“Ariadne” è un’opera che, vista la sua orchestrazione ed il generale ambito cameristico, sarebbe sicuramente stata più adatta alle dimensioni della sala del Palais Garnier. Se si contava su una grande affluenza del pubblico ed un maggior guadagno economico, quello che abbiamo visto il 14 dicembre erano numerosi posti liberi anche nelle categorie meno costose della grandiosa sala della Bastille.
In quanto alla regia di Pelly, dall’inizio sino alla fine la vostra umile serva ha creduto di avere un déjà vu. Tutto – oggetti, scene, gestione delle luci, ambiente, drammaturgia – sembrava identico all’allestimento del Elisir d’amore scaligero (e precedentemente parigino) di Pelly. Lo stesso minibus, le stesse corse e viavai, lo stesso humour volgare e banale, gli stessi costumi e scenografie stile “La strada” di Fellini. Solo alla fine dell’opera, quando Pelly ricorre a cambiamenti radicali e molto belli nell’illuminazione, riusciamo a vedere una vera differenza fra il mondo della buffonata e quello sublime e patetico di Ariadne. Durante lo spettacolo la sola differenza fra la “gnocca” Zerbinetta che si dimena in bikini e l’Ariadne mesta e vestita quasi di cenci, è quella fra una prostituta fortunata ed una prostituta sfortunata.

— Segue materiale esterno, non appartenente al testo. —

//! Driver ABI constants and the fixed-layout structs ODBC drivers read and write.
//!
//! The structs are kept as plain Rust values and converted to and from the exact byte image
//! the C headers declare (host byte order, no padding), so a driver binding can copy them
//! straight into or out of bound buffers.

use chrono::{Datelike, NaiveDate, NaiveDateTime, Timelike};

use crate::error::OdbcMiddlewareError;

/// Width of the magnitude buffer in `SQL_NUMERIC_STRUCT`.
pub const SQL_MAX_NUMERIC_LEN: usize = 16;

/// Bytes per wide character (`SQLWCHAR` is UTF-16).
pub const SQL_WCHAR_WIDTH: usize = 2;

pub const SQL_NULL_DATA: isize = -1;
pub const SQL_DATA_AT_EXEC: isize = -2;
pub const SQL_NTS: isize = -3;
const SQL_LEN_DATA_AT_EXEC_OFFSET: isize = -100;

/// Indicator value announcing `length` bytes of data supplied at execution time, or `None`
/// when the length cannot be expressed in an indicator.
#[must_use]
pub fn sql_len_data_at_exec(length: usize) -> Option<isize> {
    let length = isize::try_from(length).ok()?;
    SQL_LEN_DATA_AT_EXEC_OFFSET.checked_sub(length)
}

/// `SQL_ATTR_QUERY_TIMEOUT`
pub const SQL_ATTR_QUERY_TIMEOUT: i32 = 0;

/// Direction a parameter is bound with (`InputOutputType` of `SQLBindParameter`).
#[derive(Debug, Clone, Copy, PartialEq, Eq, Hash)]
pub enum ParamDirection {
    Input = 1,
    InputOutput = 2,
    Output = 4,
}

impl ParamDirection {
    #[must_use]
    pub fn code(self) -> i16 {
        self as i16
    }

    #[must_use]
    pub fn is_output(self) -> bool {
        matches!(self, ParamDirection::Output | ParamDirection::InputOutput)
    }
}

/// C buffer type identifiers (`SQL_C_*`).
#[derive(Debug, Clone, Copy, PartialEq, Eq, Hash)]
pub enum CDataType {
    Char = 1,
    Numeric = 2,
    Double = 8,
    Bit = -7,
    WChar = -8,
    Binary = -2,
    SShort = -15,
    SLong = -16,
    SBigInt = -25,
    TypeDate = 91,
    TypeTimestamp = 93,
}

impl CDataType {
    #[must_use]
    pub fn code(self) -> i16 {
        self as i16
    }
}

/// SQL data type identifiers (`SQL_*`) as reported to and by the driver.
#[derive(Debug, Clone, Copy, PartialEq, Eq, Hash)]
pub enum SqlDataType {
    Unknown = 0,
    Char = 1,
    Numeric = 2,
    Decimal = 3,
    Integer = 4,
    SmallInt = 5,
    Float = 6,
    Real = 7,
    Double = 8,
    VarChar = 12,
    TypeDate = 91,
    TypeTimestamp = 93,
    LongVarChar = -1,
    Binary = -2,
    VarBinary = -3,
    LongVarBinary = -4,
    BigInt = -5,
    TinyInt = -6,
    Bit = -7,
    WChar = -8,
    WVarChar = -9,
    WLongVarChar = -10,
}

impl SqlDataType {
    #[must_use]
    pub fn code(self) -> i16 {
        self as i16
    }

    /// Map a raw type code from `SQLDescribeCol`; unrecognized codes become `Unknown`.
    #[must_use]
    pub fn from_code(code: i16) -> Self {
        match code {
            1 => SqlDataType::Char,
            2 => SqlDataType::Numeric,
            3 => SqlDataType::Decimal,
            4 => SqlDataType::Integer,
            5 => SqlDataType::SmallInt,
            6 => SqlDataType::Float,
            7 => SqlDataType::Real,
            8 => SqlDataType::Double,
            12 => SqlDataType::VarChar,
            9 | 91 => SqlDataType::TypeDate,
            11 | 93 => SqlDataType::TypeTimestamp,
            -1 => SqlDataType::LongVarChar,
            -2 => SqlDataType::Binary,
            -3 => SqlDataType::VarBinary,
            -4 => SqlDataType::LongVarBinary,
            -5 => SqlDataType::BigInt,
            -6 => SqlDataType::TinyInt,
            -7 => SqlDataType::Bit,
            -8 => SqlDataType::WChar,
            -9 => SqlDataType::WVarChar,
            -10 => SqlDataType::WLongVarChar,
            _ => SqlDataType::Unknown,
        }
    }

    /// Type name reported in column metadata.
    #[must_use]
    pub fn name(self) -> &'static str {
        match self {
            SqlDataType::Unknown => "unknown",
            SqlDataType::Char => "char",
            SqlDataType::Numeric => "numeric",
            SqlDataType::Decimal => "decimal",
            SqlDataType::Integer => "int",
            SqlDataType::SmallInt => "smallint",
            SqlDataType::Float => "float",
            SqlDataType::Real => "real",
            SqlDataType::Double => "double",
            SqlDataType::VarChar => "varchar",
            SqlDataType::TypeDate => "date",
            SqlDataType::TypeTimestamp => "timestamp",
            SqlDataType::LongVarChar => "text",
            SqlDataType::Binary => "binary",
            SqlDataType::VarBinary => "varbinary",
            SqlDataType::LongVarBinary => "image",
            SqlDataType::BigInt => "bigint",
            SqlDataType::TinyInt => "tinyint",
            SqlDataType::Bit => "bit",
            SqlDataType::WChar => "nchar",
            SqlDataType::WVarChar => "nvarchar",
            SqlDataType::WLongVarChar => "ntext",
        }
    }
}

/// `DATE_STRUCT`
#[derive(Debug, Clone, Copy, PartialEq, Eq, Default)]
pub struct SqlDateStruct {
    pub year: i16,
    pub month: u16,
    pub day: u16,
}

impl SqlDateStruct {
    pub const SIZE: usize = 6;

    /// # Errors
    /// Returns `ValidationError` when the year does not fit the struct's `SQLSMALLINT`.
    pub fn from_date(date: NaiveDate) -> Result<Self, OdbcMiddlewareError> {
        let year = i16::try_from(date.year()).map_err(|_| {
            OdbcMiddlewareError::validation(format!("year {} is out of range for DATE", date.year()))
        })?;
        Ok(Self {
            year,
            month: calendar_field(date.month()),
            day: calendar_field(date.day()),
        })
    }

    /// # Errors
    /// Returns `ValidationError` when the fields do not name a calendar date.
    pub fn to_date(self) -> Result<NaiveDate, OdbcMiddlewareError> {
        NaiveDate::from_ymd_opt(i32::from(self.year), u32::from(self.month), u32::from(self.day))
            .ok_or_else(|| {
                OdbcMiddlewareError::validation(format!(
                    "invalid date {}-{}-{}",
                    self.year, self.month, self.day
                ))
            })
    }

    #[must_use]
    pub fn to_bytes(self) -> [u8; Self::SIZE] {
        let mut out = [0u8; Self::SIZE];
        out[0..2].copy_from_slice(&self.year.to_ne_bytes());
        out[2..4].copy_from_slice(&self.month.to_ne_bytes());
        out[4..6].copy_from_slice(&self.day.to_ne_bytes());
        out
    }

    /// # Errors
    /// Returns `ValidationError` if `bytes` is shorter than the struct.
    pub fn from_bytes(bytes: &[u8]) -> Result<Self, OdbcMiddlewareError> {
        let bytes = fixed_image(bytes, Self::SIZE, "DATE_STRUCT")?;
        Ok(Self {
            year: i16::from_ne_bytes([bytes[0], bytes[1]]),
            month: u16::from_ne_bytes([bytes[2], bytes[3]]),
            day: u16::from_ne_bytes([bytes[4], bytes[5]]),
        })
    }
}

/// `TIMESTAMP_STRUCT`; `fraction` is in nanoseconds.
#[derive(Debug, Clone, Copy, PartialEq, Eq, Default)]
pub struct SqlTimestampStruct {
    pub year: i16,
    pub month: u16,
    pub day: u16,
    pub hour: u16,
    pub minute: u16,
    pub second: u16,
    pub fraction: u32,
}

impl SqlTimestampStruct {
    pub const SIZE: usize = 16;

    /// # Errors
    /// Returns `ValidationError` when the year does not fit the struct's `SQLSMALLINT`.
    pub fn from_datetime(value: NaiveDateTime) -> Result<Self, OdbcMiddlewareError> {
        let date = SqlDateStruct::from_date(value.date())?;
        Ok(Self {
            year: date.year,
            month: date.month,
            day: date.day,
            hour: calendar_field(value.hour()),
            minute: calendar_field(value.minute()),
            second: calendar_field(value.second()),
            fraction: value.nanosecond(),
        })
    }

    /// # Errors
    /// Returns `ValidationError` when the fields do not name a valid point in time.
    pub fn to_datetime(self) -> Result<NaiveDateTime, OdbcMiddlewareError> {
        let date = SqlDateStruct {
            year: self.year,
            month: self.month,
            day: self.day,
        }
        .to_date()?;
        date.and_hms_nano_opt(
            u32::from(self.hour),
            u32::from(self.minute),
            u32::from(self.second),
            self.fraction,
        )
        .ok_or_else(|| {
            OdbcMiddlewareError::validation(format!(
                "invalid time {}:{}:{}.{}",
                self.hour, self.minute, self.second, self.fraction
            ))
        })
    }

    #[must_use]
    pub fn to_bytes(self) -> [u8; Self::SIZE] {
        let mut out = [0u8; Self::SIZE];
        out[0..2].copy_from_slice(&self.year.to_ne_bytes());
        out[2..4].copy_from_slice(&self.month.to_ne_bytes());
        out[4..6].copy_from_slice(&self.day.to_ne_bytes());
        out[6..8].copy_from_slice(&self.hour.to_ne_bytes());
        out[8..10].copy_from_slice(&self.minute.to_ne_bytes());
        out[10..12].copy_from_slice(&self.second.to_ne_bytes());
        out[12..16].copy_from_slice(&self.fraction.to_ne_bytes());
        out
    }

    /// # Errors
    /// Returns `ValidationError` if `bytes` is shorter than the struct.
    pub fn from_bytes(bytes: &[u8]) -> Result<Self, OdbcMiddlewareError> {
        let b = fixed_image(bytes, Self::SIZE, "TIMESTAMP_STRUCT")?;
        Ok(Self {
            year: i16::from_ne_bytes([b[0], b[1]]),
            month: u16::from_ne_bytes([b[2], b[3]]),
            day: u16::from_ne_bytes([b[4], b[5]]),
            hour: u16::from_ne_bytes([b[6], b[7]]),
            minute: u16::from_ne_bytes([b[8], b[9]]),
            second: u16::from_ne_bytes([b[10], b[11]]),
            fraction: u32::from_ne_bytes([b[12], b[13], b[14], b[15]]),
        })
    }
}

/// `SQL_NUMERIC_STRUCT`: `val` holds the unscaled magnitude, little-endian.
#[derive(Debug, Clone, Copy, PartialEq, Eq, Default)]
pub struct SqlNumericStruct {
    pub precision: u8,
    pub scale: i8,
    /// 1 = positive, 2 = negative.
    pub sign: u8,
    pub val: [u8; SQL_MAX_NUMERIC_LEN],
}

impl SqlNumericStruct {
    pub const SIZE: usize = 3 + SQL_MAX_NUMERIC_LEN;
    pub const SIGN_POSITIVE: u8 = 1;
    pub const SIGN_NEGATIVE: u8 = 2;

    #[must_use]
    pub fn to_bytes(self) -> [u8; Self::SIZE] {
        let mut out = [0u8; Self::SIZE];
        out[0] = self.precision;
        out[1] = self.scale.to_ne_bytes()[0];
        out[2] = self.sign;
        out[3..].copy_from_slice(&self.val);
        out
    }

    /// # Errors
    /// Returns `ValidationError` if `bytes` is shorter than the struct.
    pub fn from_bytes(bytes: &[u8]) -> Result<Self, OdbcMiddlewareError> {
        let b = fixed_image(bytes, Self::SIZE, "SQL_NUMERIC_STRUCT")?;
        let mut val = [0u8; SQL_MAX_NUMERIC_LEN];
        val.copy_from_slice(&b[3..Self::SIZE]);
        Ok(Self {
            precision: b[0],
            scale: i8::from_ne_bytes([b[1]]),
            sign: b[2],
            val,
        })
    }
}

fn fixed_image<'a>(
    bytes: &'a [u8],
    size: usize,
    name: &str,
) -> Result<&'a [u8], OdbcMiddlewareError> {
    bytes.get(..size).ok_or_else(|| {
        OdbcMiddlewareError::validation(format!(
            "{name} needs {size} bytes, driver supplied {}",
            bytes.len()
        ))
    })
}

/// Month, day and time-of-day fields from chrono are always below 62.
fn calendar_field(value: u32) -> u16 {
    u16::try_from(value).unwrap_or(u16::MAX)
}

#[cfg(test)]
mod tests {
    use super::*;

    #[test]
    fn data_at_exec_indicator_matches_macro() {
        assert_eq!(sql_len_data_at_exec(0), Some(-100));
        assert_eq!(sql_len_data_at_exec(42), Some(-142));
    }

    #[test]
    fn data_at_exec_indicator_rejects_huge_lengths() {
        let largest = usize::try_from(isize::MAX).unwrap();
        assert_eq!(sql_len_data_at_exec(largest), None);
        assert_eq!(sql_len_data_at_exec(largest - 98), None);
        assert_eq!(sql_len_data_at_exec(usize::MAX), None);
        assert_eq!(sql_len_data_at_exec(largest - 99), Some(isize::MIN));
    }

    #[test]
    fn out_of_range_years_are_rejected() {
        let far = NaiveDate::from_ymd_opt(40_000, 1, 1).unwrap();
        assert!(SqlDateStruct::from_date(far).is_err());
        let stamp = far.and_hms_opt(0, 0, 0).unwrap();
        assert!(SqlTimestampStruct::from_datetime(stamp).is_err());
        let edge = NaiveDate::from_ymd_opt(9999, 12, 31).unwrap();
        assert_eq!(SqlDateStruct::from_date(edge).unwrap().year, 9999);
    }

    #[test]
    fn struct_images_have_header_sizes() {
        assert_eq!(SqlDateStruct::default().to_bytes().len(), 6);
        assert_eq!(SqlTimestampStruct::default().to_bytes().len(), 16);
        assert_eq!(SqlNumericStruct::default().to_bytes().len(), 19);
    }

    #[test]
    fn timestamp_image_keeps_nanoseconds() {
        let dt = NaiveDate::from_ymd_opt(2024, 2, 29)
            .and_then(|d| d.and_hms_nano_opt(23, 59, 58, 123_456_789))
            .unwrap();
        let image = SqlTimestampStruct::from_datetime(dt).unwrap().to_bytes();
        let back = SqlTimestampStruct::from_bytes(&image).unwrap().to_datetime().unwrap();
        assert_eq!(back, dt);
    }

    #[test]
    fn short_image_is_rejected() {
        assert!(SqlNumericStruct::from_bytes(&[0u8; 4]).is_err());
    }

    #[test]
    fn impossible_date_is_rejected() {
        let bad = SqlDateStruct {
            year: 2023,
            month: 2,
            day: 30,
        };
        assert!(bad.to_date().is_err());
    }
}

Nel Prologo (che Strauss ha aggiunto all’atto unico nella seconda versione dell’opera), colmo di personaggi minori ed apparizioni frammentarie dei personaggi centrali, si distingue la figura del Compositore. Il nominale mezzosoprano francese Sophie Koch, cantante amatissima a Parigi, si è esposto con uno strumento di maggiore ampiezza ed un fraseggio espressivo ed elegante nella tradizione declamatoria di una Brigitte Fassbaender. Anche i vizi vocali di Koch si inseriscono nella medesima tradizione. La voce è segnata da una certa disomogeneità nell’emissione, la cantante cerca di scurire il suono nel centro, dove la voce è più chiara di natura, le noti gravi (che nel ruolo del Compositore sono comunque poche) sono gonfiate e chiuse nella gola, in alto la voce è generosa, ma raramente distaccata dal corpo e guidata interamente sul fiato. Anche Sophie Koch, come tante altre sue colleghe, è in verità non un mezzosoprano, ma un soprano corto, anzi cortissimo. Comunque, dopo il Prologo il pubblico parigino l’ha premiata con un grande applauso, sia per la familiarità con l’artista sia per il suo talento di attrice. E’ evidente che la sua espressività (alla tedesca) non è completamente collocata nella sua vocalità e ha permanentemente bisogno di strumenti extra-vocali, ma nella sala di Bastille questo sembrava l’ideale stesso di una prestazione lirica. Ci associamo con un applauso tiepido e passiamo al primo atto.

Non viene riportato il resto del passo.